LCD drivers are available in a broad price range, ranging from a few dollars for a hundred units to a few dollars per unit. If you wish to scale, you must weigh the total cost vs the driver’s individual performance power. For LCDs used in sensitive or difficult use-cases (such as exposure to harsh environments or high outputs), the costs may escalate to provide appropriate resources to the LCD itself.
The hacking of IoT devices is on the rise, posing a particular threat to LCD drivers used in vehicles. Some specialty chip manufacturers are responding by including layers of security like encryption and physical security. Users may now buy drivers that have been certified to the most recent security standards or utilize MCUs with safe hardware built-in.
You may need devices that can resist high temperatures depending on the environment in which your LCD will work. There will be a cost-benefit analysis of temperature tolerance. For high output LCDs that generate substantial heat, this will be an important consideration.
A significant issue that plagues the LCD industry is the discontinuation of LCD controllers. When this occurs, the LCD design will need to be updated with a replacement LCD driver. It is likely that at some point you may encounter a situation in which a manufacturer has discontinued an LCD driver and has created an incompatible replacement.
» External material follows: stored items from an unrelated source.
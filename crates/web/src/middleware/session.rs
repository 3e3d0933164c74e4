//! Session middleware configuration.
//!
//! Production uses the `PostgreSQL` store from tower-sessions-sqlx-store;
//! tests pass tower-sessions' `MemoryStore`.

use tower_sessions::{Expiry, SessionManagerLayer, SessionStore};

use crate::config::AppConfig;

/// Session cookie name.
pub const SESSION_COOKIE_NAME: &str = "cat_session";

/// Session expiry time in seconds (14 days).
const SESSION_EXPIRY_SECONDS: i64 = 14 * 24 * 60 * 60;

/// Create the session layer over `store`.
///
/// # Arguments
///
/// * `store` - Session store (the sessions table must exist for `PostgresStore`)
/// * `config` - Application configuration (for the cookie `Secure` flag)
#[must_use]
pub fn create_session_layer<S: SessionStore + Clone>(
    store: S,
    config: &AppConfig,
) -> SessionManagerLayer<S> {
    SessionManagerLayer::new(store)
        .with_name(SESSION_COOKIE_NAME)
        .with_expiry(Expiry::OnInactivity(
            tower_sessions::cookie::time::Duration::seconds(SESSION_EXPIRY_SECONDS),
        ))
        .with_secure(config.is_secure())
        .with_same_site(tower_sessions::cookie::SameSite::Lax)
        .with_http_only(true)
        .with_path("/")
}
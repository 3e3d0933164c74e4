//! Core types for Cat Collector.
//!
//! This module provides type-safe wrappers for common domain concepts.

pub mod id;
pub mod meal;
pub mod username;

pub use id::*;
pub use meal::{Meal, MealError};
pub use username::{Username, UsernameError};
When an LCD controller has been discontinued and a drop in equivalent is not available, there are typically two options:
- 1.The product firmware must be modified to adapt to the new LCD driver. Firmware is customer-written software that allows the LCD to connect with it. For two reasons, this isn't always the greatest solution. Firstly, A programmer will have to rewrite the firmware and test it, which will take time and money. Secondly, when the old product comes in for repairs, the new microcontrollers for LCD screens will not operate. The good about this solution is that the LCD can continue to be purchased with the new LCD driver in the future.
- 2.Offer the previous controller driver for a last time buy. This generally provides ample time to make a big order for the obsolete controller. The client will benefit by avoiding the need to change their firmware to keep the end product alive. However, the drawback with this option is that they may need to acquire goods for numerous years. This ties up cash and takes up warehouse space. Not to mention, it can be difficult to predict the future production demand for the life of a product.
Although this problem is not completely avoidable, it can be prevented by ensuring that you are choosing hardware that is commonly used and is therefore most likely to be in surplus when new microcontrollers are needed. Luckily, Focus LCDs highlights not just our LCD drivers part numbers, but also include them in the part number's description. We also try to use preferred LCD drivers which have equivalents available when possible and stock specific LCD drivers to keep production available for as long as possible.